# Exercise brief:
Beneath this task are records; print exactly the stretch of them from the line with "fn run(cli: Cli)" through the line with "let mut name", both ends included.

######

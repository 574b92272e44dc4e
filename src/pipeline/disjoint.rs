//! A raw pointer wrapper that lets multiple rayon workers write to
//! statically-known-disjoint byte ranges of the same buffer.
//!
//! Stage G (atomic fetch-and-add reservation into the update log) and
//! Stage A (contiguous static slices of the sorted update log into the
//! rank map) both need this: the borrow checker cannot see that two
//! concurrent closures only ever touch non-overlapping ranges, so the
//! disjointness has to be established by the caller and documented at
//! each write site.

pub struct DisjointMutPtr(pub *mut u8);

// SAFETY: callers only ever dereference this pointer at byte offsets they
// have proven, by construction (an atomic reservation or a static
// partition of an already-sorted log), to be disjoint from every other
// concurrent use of the same pointer.
unsafe impl Send for DisjointMutPtr {}
unsafe impl Sync for DisjointMutPtr {}

impl DisjointMutPtr {
    /// # Safety
    /// The caller must ensure `offset + len <= total_len` (the length of
    /// the buffer this pointer was derived from) and that no other live
    /// reference overlaps `[offset, offset + len)`.
    #[inline]
    pub unsafe fn slice_mut(&self, offset: usize, len: usize) -> &mut [u8] {
        unsafe { std::slice::from_raw_parts_mut(self.0.add(offset), len) }
    }
}
use std::path::PathBuf;
use std::process;

use anyhow::Context;
use clap::Parser;

use zirka::params::{self, Params};
use zirka::pipeline::encode_file;

#[derive(Parser)]
#[command(name = "zirka", about = "Long-range fixed-block content deduplicator")]
struct Cli {
    /// File to deduplicate
    input: PathBuf,

    /// Block size W in bytes (the deduplication granularity)
    #[arg(short = 'w', long = "block-size", default_value_t = params::DEFAULT_BLOCK_SIZE)]
    block_size: u64,

    /// Worker thread count (default: all available cores)
    #[arg(short = 'j', long = "threads")]
    threads: Option<usize>,

    /// Suppress progress output on stderr
    #[arg(short = 'q', long = "quiet")]
    quiet: bool,

    /// Output path (default: INPUT.zirka)
    #[arg(short = 'o', long = "output")]
    output: Option<PathBuf>,
}

fn main() {
    let cli = Cli::parse();

    if let Err(err) = run(cli) {
        eprintln!("zirka: {err:#}");
        process::exit(1);
    }
}

fn run(cli: Cli) -> anyhow::Result<()> {
    if cli.block_size == 0 {
        anyhow::bail!("block size must be nonzero");
    }

    let output = cli.output.clone().unwrap_or_else(|| {
        let mut name = cli.input.clone().into_os_string();
        name.push(".zirka");
        PathBuf::from(name)
    });

    params::configure_thread_pool(cli.threads);
    let params = Params::new(cli.block_size, cli.quiet);

    let report = encode_file(&cli.input, &output, &params)
        .with_context(|| format!("encoding {}", cli.input.display()))?;

    if !cli.quiet {
        let saved = report.input_len.saturating_sub(report.output_len);
        eprintln!(
            "zirka: {} -> {} ({} duplicate blocks, {} bytes saved)",
            cli.input.display(),
            output.display(),
            report.duplicate_blocks,
            saved
        );
    }

    Ok(())
}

######

# Reply:
fn run(cli: Cli) -> anyhow::Result<()> {
    if cli.block_size == 0 {
        anyhow::bail!("block size must be nonzero");
    }

    let output = cli.output.clone().unwrap_or_else(|| {
        let mut name = cli.input.clone().into_os_string();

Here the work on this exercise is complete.